Jordan McMillan has accused Partick Thistle of "hanging him out to dry" over his failed drugs test.

The former Jags defender tested positive for cocaine after sitting on the bench for Thistle's 1-0 defeat at the hands of Celtic last December.

Now he has blasted the decision by the club to sack him before his hearing into the allegations with UKAD, believing they withdrew a contract offer made to him in February after receiving information from the SFA that McMillan claims was confidential.

He said: “I had a meeting with Thistle chairman David Beattie, and the general manager Ian Maxwell.

“The way I read it was they wanted me to say: ‘OK I have got a problem and I did do it’. I felt like they stabbed me in the back.

“They wanted to paint the club in a good light, which they didn’t. They sacked me prematurely before I was going into my first hearing.

“It meant I was going into that hearing having been sacked by my employers. What is the panel going to think after that? That I’m guilty.

“That was the backing Thistle gave me. Don’t get me wrong, the gaffer Alan Archibald was good to me. I wouldn’t say anything against him. But the club? They took the easy option. They hung me out to dry.

“I’d rather the chairman had said he was in a difficult position and they didn’t know how to deal with it.

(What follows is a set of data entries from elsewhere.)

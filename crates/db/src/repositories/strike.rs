//! Strike profile repository.

use std::sync::Arc;

use chrono::{DateTime, Utc};
use sea_orm::{
    ActiveModelTrait, ColumnTrait, DatabaseConnection, DbErr, EntityTrait, QueryFilter,
    QueryOrder, QuerySelect, Set, SqlErr, TransactionTrait, sea_query::OnConflict,
};

use crate::entities::strike_profile::{ActiveModel, Column, Entity, Model};
use support_common::{AppError, AppResult};

/// Repository for per-user strike profiles.
#[derive(Clone)]
pub struct StrikeRepository {
    db: Arc<DatabaseConnection>,
}

impl StrikeRepository {
    /// Create a new strike repository.
    #[must_use]
    pub const fn new(db: Arc<DatabaseConnection>) -> Self {
        Self { db }
    }

    /// Find the profile of a user.
    pub async fn find_by_user(&self, user_id: &str) -> AppResult<Option<Model>> {
        Entity::find_by_id(user_id)
            .one(self.db.as_ref())
            .await
            .map_err(|e| AppError::Database(e.to_string()))
    }

    /// Insert a new profile.
    ///
    /// Returns [`AppError::Conflict`] when a profile for the same user already
    /// exists, so a caller that lost a creation race can re-read instead of
    /// failing.
    pub async fn create(&self, model: Model) -> AppResult<Model> {
        let active = ActiveModel {
            user_id: Set(model.user_id.clone()),
            strikes: Set(model.strikes.clone()),
            suspensions: Set(model.suspensions.clone()),
            suspension_ends: Set(model.suspension_ends),
            created_at: Set(model.created_at),
            updated_at: Set(model.updated_at),
        };

        let inserted = Entity::insert(active)
            .on_conflict(
                OnConflict::column(Column::UserId)
                    .do_nothing()
                    .to_owned(),
            )
            .exec_without_returning(self.db.as_ref())
            .await
            .map_err(|e| map_insert_error(&model.user_id, e))?;

        if inserted == 0 {
            return Err(conflict(&model.user_id));
        }
        Ok(model)
    }

    /// Apply `f` to the profile of `user_id` under a row lock.
    ///
    /// The profile is read with `SELECT ... FOR UPDATE` inside a transaction,
    /// handed to `f` for mutation and written back in the same transaction, so
    /// concurrent writers for the same user are serialized and no partial
    /// update is ever visible. Nothing is written when `f` leaves the profile
    /// unchanged.
    ///
    /// Returns `None` when the user has no profile.
    pub async fn modify<F, R>(&self, user_id: &str, f: F) -> AppResult<Option<(Model, R)>>
    where
        F: FnOnce(&mut Model) -> R + Send,
        R: Send,
    {
        let txn = self
            .db
            .begin()
            .await
            .map_err(|e| AppError::Database(e.to_string()))?;

        let Some(current) = Entity::find_by_id(user_id)
            .lock_exclusive()
            .one(&txn)
            .await
            .map_err(|e| AppError::Database(e.to_string()))?
        else {
            txn.rollback()
                .await
                .map_err(|e| AppError::Database(e.to_string()))?;
            return Ok(None);
        };

        let mut next = current.clone();
        let outcome = f(&mut next);

        let saved = if next == current {
            current
        } else {
            let mut active: ActiveModel = current.into();
            active.strikes = Set(next.strikes);
            active.suspensions = Set(next.suspensions);
            active.suspension_ends = Set(next.suspension_ends);
            active.updated_at = Set(next.updated_at);
            active
                .update(&txn)
                .await
                .map_err(|e| AppError::Database(e.to_string()))?
        };

        txn.commit()
            .await
            .map_err(|e| AppError::Database(e.to_string()))?;

        Ok(Some((saved, outcome)))
    }

    /// User IDs whose suspension window is still open at `now`.
    pub async fn find_suspended_at(&self, now: DateTime<Utc>) -> AppResult<Vec<String>> {
        let profiles = Entity::find()
            .filter(Column::SuspensionEnds.gt(now))
            .order_by_asc(Column::UserId)
            .all(self.db.as_ref())
            .await
            .map_err(|e| AppError::Database(e.to_string()))?;

        Ok(profiles.into_iter().map(|p| p.user_id).collect())
    }
}

fn conflict(user_id: &str) -> AppError {
    AppError::Conflict(format!("Strike profile for {user_id} already exists"))
}

fn map_insert_error(user_id: &str, err: DbErr) -> AppError {
    match err.sql_err() {
        Some(SqlErr::UniqueConstraintViolation(_)) => conflict(user_id),
        _ => AppError::Database(err.to_string()),
    }
}

#[cfg(test)]
#[allow(clippy::unwrap_used)]
mod tests {
    use super::*;
    use crate::entities::strike_profile::{Strike, StrikeList};
    use sea_orm::{DatabaseBackend, MockDatabase, MockExecResult};

    fn create_test_strike(report_tk: &str, value: f64) -> Strike {
        let now = Utc::now();
        Strike {
            report_tk: report_tk.to_string(),
            strike_value: value,
            strike_reason: "Test strike".to_string(),
            amended: false,
            amended_reason: String::new(),
            strike_at: now,
            updated_at: now,
        }
    }

    #[tokio::test]
    async fn test_find_by_user() {
        let profile = Model::empty("user1", Utc::now());

        let db = Arc::new(
            MockDatabase::new(DatabaseBackend::Postgres)
                .append_query_results([[profile.clone()]])
                .into_connection(),
        );

        let repo = StrikeRepository::new(db);
        let result = repo.find_by_user("user1").await.unwrap();

        assert_eq!(result, Some(profile));
    }

    #[tokio::test]
    async fn test_find_by_user_missing() {
        let db = Arc::new(
            MockDatabase::new(DatabaseBackend::Postgres)
                .append_query_results([Vec::<Model>::new()])
                .into_connection(),
        );

        let repo = StrikeRepository::new(db);
        assert!(repo.find_by_user("ghost").await.unwrap().is_none());
    }

    #[tokio::test]
    async fn test_create_storage_failure_is_database_error() {
        let db = Arc::new(
            MockDatabase::new(DatabaseBackend::Postgres)
                .append_exec_errors([DbErr::Custom("connection reset".to_string())])
                .into_connection(),
        );

        let repo = StrikeRepository::new(db);
        let result = repo.create(Model::empty("user1", Utc::now())).await;

        assert!(matches!(result, Err(AppError::Database(_))));
    }

    #[tokio::test]
    async fn test_create_inserts_profile() {
        let db = Arc::new(
            MockDatabase::new(DatabaseBackend::Postgres)
                .append_exec_results([MockExecResult {
                    last_insert_id: 0,
                    rows_affected: 1,
                }])
                .into_connection(),
        );

        let repo = StrikeRepository::new(db);
        let profile = repo.create(Model::empty("user1", Utc::now())).await.unwrap();

        assert_eq!(profile.user_id, "user1");
        assert!(profile.strikes.is_empty());
    }

    #[tokio::test]
    async fn test_create_existing_profile_is_conflict() {
        // ON CONFLICT DO NOTHING reports zero inserted rows.
        let db = Arc::new(
            MockDatabase::new(DatabaseBackend::Postgres)
                .append_exec_results([MockExecResult {
                    last_insert_id: 0,
                    rows_affected: 0,
                }])
                .into_connection(),
        );

        let repo = StrikeRepository::new(db);
        let result = repo.create(Model::empty("user1", Utc::now())).await;

        assert!(matches!(result, Err(AppError::Conflict(_))));
    }

    #[tokio::test]
    async fn test_modify_writes_changes_in_transaction() {
        let profile = Model::empty("user1", Utc::now());
        let mut updated = profile.clone();
        updated.strikes = StrikeList(vec![create_test_strike("report1", 1.5)]);

        let db = Arc::new(
            MockDatabase::new(DatabaseBackend::Postgres)
                .append_query_results([[profile.clone()]])
                .append_query_results([[updated.clone()]])
                .into_connection(),
        );

        let repo = StrikeRepository::new(db);
        let (saved, outcome) = repo
            .modify("user1", |p| {
                p.strikes.0.push(create_test_strike("report1", 1.5));
                p.strikes.len()
            })
            .await
            .unwrap()
            .unwrap();

        assert_eq!(outcome, 1);
        assert_eq!(saved, updated);
    }

    #[tokio::test]
    async fn test_modify_missing_profile() {
        let db = Arc::new(
            MockDatabase::new(DatabaseBackend::Postgres)
                .append_query_results([Vec::<Model>::new()])
                .into_connection(),
        );

        let repo = StrikeRepository::new(db);
        let result = repo.modify("ghost", |_| true).await.unwrap();

        assert!(result.is_none());
    }

    #[tokio::test]
    async fn test_modify_without_changes_skips_update() {
        let profile = Model::empty("user1", Utc::now());

        // Only the locked read is queued; an UPDATE would exhaust the mock.
        let db = Arc::new(
            MockDatabase::new(DatabaseBackend::Postgres)
                .append_query_results([[profile.clone()]])
                .into_connection(),
        );

        let repo = StrikeRepository::new(db);
        let (saved, changed) = repo.modify("user1", |_| false).await.unwrap().unwrap();

        assert!(!changed);
        assert_eq!(saved, profile);
    }

    #[tokio::test]
    async fn test_find_suspended_at() {
        let now = Utc::now();
        let mut suspended = Model::empty("user1", now);
        suspended.suspension_ends = Some((now + chrono::Duration::days(90)).into());

        let db = Arc::new(
            MockDatabase::new(DatabaseBackend::Postgres)
                .append_query_results([[suspended]])
                .into_connection(),
        );

        let repo = StrikeRepository::new(db);
        let result = repo.find_suspended_at(now).await.unwrap();

        assert_eq!(result, vec!["user1".to_string()]);
    }
}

“I’ve got a bad taste in my mouth over that. Not with the manager — but the club.”

SFA bosses are thought to be adamant that they shared the information with Partick Thistle as a duty of care for McMillan.

But McMillan added: “That will be the same duty of care where they haven’t even called me for the past ten months since the drugs test announcement.

“Their duty of care was to comply with their own rules and not circulate confidential information.

“It seems it’s OK for the SFA to break their rules, the same rules they are punishing me for. That’s anti-doping justice for you.”